# [Lecture] Computer Memory Hierarchy

As a senior in university studying computer engineering , I like how Linus doesn't pretend to know all the technical details about computers, unlike some other channels (*cough* Jayz2CentsMakesMeCringeSometimes).

However, I thought It'd be interesting to give a lecture on what I've learned in my computer architecture class (and study for finals :D.....).

I chose memory hierarchy as the topic because in this video Linus some did real world testing of different RAM speeds had on computers. I've had an issue with what Linus said between 0:57 -1:36 not being technically correct (Yes, I know I'm nitpicking, but hey, Linus does that all the time).  So here goes.

If you can stand me going on an aside every other sentence that is.

NOTE: everything here will be a gross simplification of the actual architecture used by intel/amd/arm etc.

Background:

Spoiler

In reality, the speed at which signals can propagate through a transistor is NOT instantaneous nor is it the speed of light, contrary to popular belief. It is actually on the order of a few to tens of picoseconds (1ps=1x10-12s).

Be aware that in order for a processor to run at say for example, 3GHz, all combinational logic (implemented using many transistors) must be completed within 333 picoseconds. Due to the complex nature of instructions, each requires multiple clock cycles to execute at this speed. (Pipelining may be a topic that I will cover in the future if there is enough interest. It is the process of breaking instructions into stages, effectively executing multiple instructions in a single clock cycle. Intel used a 14 stage pipeline couple years ago, e.g. core i7 920)

For example, one of the simplest two-input NAND gate requires four transistors in CMOS logic, or less in domino, or pseudo logic. Beginning from the two inputs given to the NAND gate, it might take somewhere between 5-20 ps to get an output, depending on transistor sizing.
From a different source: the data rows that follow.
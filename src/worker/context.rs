//! Per-worker state: everything a single worker thread carries across
//! activation → progress loop → hangup, plus its handles onto the device
//! and its memory window.
//!
//! Grounded in `struct ldo_dev_worker` / `struct ldo_dev_net_worker_db` /
//! `struct ldo_dev_trig_worker_db`, referenced throughout
//! `original_source/src/dpa/ldo_worker.c` and `ldo_state_*.c`.

use std::sync::atomic::AtomicU64;

use crate::a2a::NetWorkerDb;
use crate::cmd::Command;
use crate::cq::{CqEngine, Cqe64};
use crate::device::Device;
use crate::wqe::SwqeBb;
use crate::window::MemoryWindow;

use super::WorkerState;

/// The dedicated "trigger" QP and CQ a worker uses for every Wait-on-Data
/// WQE: the host-command watcher, the trigger-threshold watcher, and the
/// two-chained a2a-completion watcher all post here.
pub struct TrigWorkerDb {
    /// QP number of the trigger QP.
    pub qpn: u32,
    /// CQ number of the trigger CQ (for arming).
    pub cqn: u32,
    /// Send-queue ring.
    pub sq_ring: Vec<SwqeBb>,
    /// `sq_ring.len() - 1`.
    pub sq_mask: u32,
    /// Completion-queue ring.
    pub cq_ring: Vec<Cqe64>,
    /// `cq_ring.len() - 1`.
    pub cq_mask: u32,
    /// Doorbell-record mirror of the CQ consumer index.
    pub cq_dbr: u32,
}

impl TrigWorkerDb {
    /// Create an empty trigger QP/CQ pair with the given ring depths
    /// (must be powers of two).
    pub fn new(qpn: u32, cqn: u32, sq_depth: usize, cq_depth: usize) -> Self {
        Self {
            qpn,
            cqn,
            sq_ring: vec![[0u8; 64]; sq_depth],
            sq_mask: sq_depth as u32 - 1,
            cq_ring: vec![[0u8; 64]; cq_depth],
            cq_mask: cq_depth as u32 - 1,
            cq_dbr: 0,
        }
    }
}

/// Everything one worker thread owns between invocations.
pub struct WorkerCtx<W: MemoryWindow, D: Device> {
    /// Most recently read host command.
    pub cmd: Command,
    /// Total collectives completed by this worker so far.
    pub cmp_count: u64,
    /// Next CMDQ slot this worker will service.
    pub cmd_index: u32,
    /// Current state-machine state.
    pub state: WorkerState,
    /// Collective-epoch send producer index, shared across every peer QP.
    pub g_op_sq_pi: u32,
    /// Trigger QP/CQ state.
    pub trig: TrigWorkerDb,
    /// This worker's trigger-QP send producer index.
    pub trig_sq_pi: u32,
    /// This worker's trigger-CQ consumer, owning `(idx, hw_owner_bit)`
    /// together.
    pub trig_cq: CqEngine,
    /// Network QP/CQ state (one ring per peer).
    pub net: NetWorkerDb,
    /// This worker's network-CQ consumer, owning `(idx, hw_owner_bit)`
    /// together.
    pub net_cq: CqEngine,
    /// `net_cq.idx()` as it stood right before this round's all-to-all was
    /// posted, i.e. the slot of the first CQE this round expects. Needed by
    /// the a2a-completion hangup hook to recompute which CQE is expected to
    /// land last, the same way `alltoall` did when it zeroed that CQE's
    /// sentinel word.
    pub net_round_start_cq_idx: u32,
    /// Per-concurrent-collective-slot completion counters that remote peers'
    /// Fetch-and-Adds land in. Indexed by `cmp_count & L2M(LOG_CONCURRENT_COLLS)`.
    pub remote_cmp_flags: Vec<AtomicU64>,
    /// Total number of workers sharing this worker's CMDQ.
    pub num_workers: u8,
    /// Number of distinct peers (excluding self) this worker exchanges data
    /// with.
    pub remote_ranks: u32,
    /// Mkey covering this worker's own `remote_cmp_flags` region, as seen by
    /// the device issuing Wait-on-Data WQEs against it.
    pub worker_mkey: u32,
    /// Mkey of the dump-fill region Fetch-and-Add results are discarded
    /// into.
    pub dump_fill_mkey: u32,
    /// Mkey of the host's circular command buffer.
    pub host_cmd_buf_mkey: u32,
    /// Mkey of the host's command-info region.
    pub host_cmd_info_mkey: u32,
    /// Base host address of the command-info region.
    pub host_cmd_info_addr: u64,
    /// Mkey of the host's completion region.
    pub host_cmp_mkey: u32,
    /// Host address of the completion region.
    pub host_cmp_addr: u64,
    /// This worker's memory-window handle.
    pub window: W,
    /// This worker's device (doorbell/arm/fence) handle.
    pub device: D,
}

impl<W: MemoryWindow, D: Device> WorkerCtx<W, D> {
    /// Host byte offset of this worker's next command in the circular
    /// command buffer.
    pub fn cmd_offset(&self) -> u64 {
        (self.cmd_index as u64) * (crate::cmd::COMMAND_SIZE as u64)
    }

    /// The collective slot (`op_index`) and how many times the concurrent
    /// slot space has wrapped, derived from `cmp_count`.
    pub fn op_index_and_wraps(&self) -> (u32, u32) {
        let mask = crate::sizes::l2m(crate::sizes::LOG_CONCURRENT_COLLS);
        (
            (self.cmp_count as u32) & mask,
            (self.cmp_count >> crate::sizes::LOG_CONCURRENT_COLLS) as u32,
        )
    }

    /// The `valid_count` this worker expects the *next* host command to
    /// carry, derived from how many commands it has already consumed.
    pub fn expected_valid_count(&self) -> u64 {
        (self.cmp_count >> crate::sizes::LOG_CMDQ_DEPTH) + 1
    }
}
(Yes, wider transistors will make the switching speed faster, while the channel length (14nm on the current generation) stays the same)

Signal propagation through interconnects (aka wires) also take time. In fact, sometimes it may be faster to insert buffers (made of transistors) in the middle interconnects. This is due to the inherent resistance and capacitance of the wires, and the delay here is significant. A few dozen micrometers of wire can cause hundreds of picoseconds of delay.

With all these information in mind, and considering how far the RAM modules are from the CPU physically, it might not be a surprise anymore to know that it takes hundreds of CPU cycles for a read or write operation directly from RAM (main memory).

Solution:

Spoiler

In order to make it so that the CPU doesn't have to wait for memory access every time it needs new data, cache's were built into the CPUs. On current Intel CPU's there are three levels of cache: L1, L2, L3.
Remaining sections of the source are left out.